As a style of writing history, debunking romanticized stories is particularly attractive to scholars of subaltern experiences.  Among other things, it permits a rigorous and necessary reexamination of academic fields of study and, as has been the case with African-Indian interrelations, often generates new (or regenerates long-neglected) areas of inquiry.  But the problem with tossing out comfortable fictions is accepting uncomfortable truths.  Naylor’s strongest contribution is thus also the most disquieting.  As she observes in the afterword, “to believe that Indian cultures made bondage more tenable to African Indians or somehow countered the denigrating process of enslavement is to deny the insidious nature of a system based on the ownership of human beings” (p. 205).  Instead of believing that the enslavement of African-descended individuals by Cherokee owners was somehow preferable to other forms of slavery, Naylor maintains it was no less peculiar and no less institutional than elsewhere in the antebellum South and was probably messier and more complicated than scholars have even begun to realize.

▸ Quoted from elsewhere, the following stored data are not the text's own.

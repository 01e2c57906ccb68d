//! Caller-owned per-session worker state.
//!
//! Skipped task ids and the auto-accept preference belong to the
//! worker's session, which is stored by an external collaborator. The
//! allocation engine only reads the skip list and clears it once every
//! remaining available task has been skipped; it never persists it.

use std::collections::HashMap;

use serde::{Deserialize, Serialize};

use crate::types::DbId;

/// Per-session skip list and preferences, keyed by batch id.
///
/// Serialized as an opaque JSON blob that the caller carries between
/// requests. Skipped ids keep insertion order so "first non-skipped
/// available task" stays deterministic.
#[derive(Debug, Clone, Default, Serialize, Deserialize, PartialEq, Eq)]
pub struct SkipState {
    #[serde(default)]
    pub skipped_tasks_in_batch: HashMap<DbId, Vec<DbId>>,
    /// Whether submitting an assignment should immediately accept the
    /// next task in the same batch.
    #[serde(default)]
    pub auto_accept: bool,
}

impl SkipState {
    /// Record a skipped task. Duplicate skips are ignored.
    pub fn skip(&mut self, batch_id: DbId, task_id: DbId) {
        let skipped = self.skipped_tasks_in_batch.entry(batch_id).or_default();
        if !skipped.contains(&task_id) {
            skipped.push(task_id);
        }
    }

    /// The task ids skipped in `batch_id`, empty if none.
    pub fn skipped(&self, batch_id: DbId) -> &[DbId] {
        self.skipped_tasks_in_batch
            .get(&batch_id)
            .map(Vec::as_slice)
            .unwrap_or(&[])
    }

    /// Clear the skip list for one batch. Called by the engine when only
    /// previously skipped tasks remain, so skip is usable again on the
    /// next round.
    pub fn clear_batch(&mut self, batch_id: DbId) {
        if let Some(skipped) = self.skipped_tasks_in_batch.get_mut(&batch_id) {
            skipped.clear();
        }
    }
}
use piecework_core::types::DbId;
use piecework_core::worker::Worker;
use sqlx::PgExecutor;

use crate::models::assignment::Assignment;

/// Column list for `assignments` queries.
pub(crate) const COLUMNS: &str =
    "id, task_id, assigned_to, completed, answers, created_at, updated_at, expires_at";

/// Read access to assignments. Creation, completion, and deletion go
/// through the allocation engine so they stay inside its locking
/// discipline.
pub struct AssignmentRepo;

impl AssignmentRepo {
    pub async fn find_by_id(
        ex: impl PgExecutor<'_>,
        assignment_id: DbId,
    ) -> Result<Option<Assignment>, sqlx::Error> {
        let query = format!("SELECT {COLUMNS} FROM assignments WHERE id = $1");
        sqlx::query_as::<_, Assignment>(&query)
            .bind(assignment_id)
            .fetch_optional(ex)
            .await
    }

    /// A worker's unfinished assignments in active, published batches,
    /// the "abandoned work in progress" list on the dashboard.
    pub async fn incomplete_for_worker(
        ex: impl PgExecutor<'_>,
        worker: Worker,
    ) -> Result<Vec<Assignment>, sqlx::Error> {
        let Some(user_id) = worker.user_id() else {
            // Anonymous sessions have no durable identity to look up.
            return Ok(Vec::new());
        };
        let query = "\
            SELECT a.id, a.task_id, a.assigned_to, a.completed, a.answers, \
                   a.created_at, a.updated_at, a.expires_at \
            FROM assignments a \
            JOIN tasks t ON t.id = a.task_id \
            JOIN batches b ON b.id = t.batch_id \
            JOIN projects p ON p.id = b.project_id \
            WHERE a.assigned_to = $1 AND a.completed = FALSE \
              AND b.active = TRUE AND p.active = TRUE \
            ORDER BY a.id";
        sqlx::query_as::<_, Assignment>(query)
            .bind(user_id)
            .fetch_all(ex)
            .await
    }

    /// Completed assignments on one task, for invariant checks and
    /// redundancy accounting.
    pub async fn completed_count_for_task(
        ex: impl PgExecutor<'_>,
        task_id: DbId,
    ) -> Result<i64, sqlx::Error> {
        let (count,): (i64,) = sqlx::query_as(
            "SELECT COUNT(*) FROM assignments WHERE task_id = $1 AND completed = TRUE",
        )
        .bind(task_id)
        .fetch_one(ex)
        .await?;
        Ok(count)
    }
}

This book will find a ready audience within American Indian studies, particularly among historians of African-Indian interactions and scholars examining the politics of race and citizenship within Indian communities.  For those familiar with Claudio Saunt’s Black, White, and Indian: Race and the Unmaking of an American Family (2005) and Tiya Miles’s Ties That Bind: The Story of an Afro-Cherokee Family in Slavery and Freedom (2005), two of the most compelling among similar recent works, this book will take its rightful place as a significant contribution to the topic of nineteenth-century African-Indian relationships.  Although scholars of African American history, more narrowly defined, have not been as involved in recent developments within this field of study, the inclusion of Naylor’s book in the John Hope Franklin Series in African American History and Culture suggests that it may (and should) have an impact beyond established institutional boundaries.

Notes

1  I borrow the term “comfortable fiction” from Vine Deloria Jr., “Comfortable Fictions and the Struggle for Turf,” American Indian Quarterly 16, no. 3 (1992): 397-410.

2  In this effort, Naylor is in part extending and enlarging the work of Rudi Halliburton Jr., who challenged prevailing views of lenient Indian slavery in his book, Red over Black: Black Slavery among the Cherokee Indians (Wesport: Greenwood Press, 1977).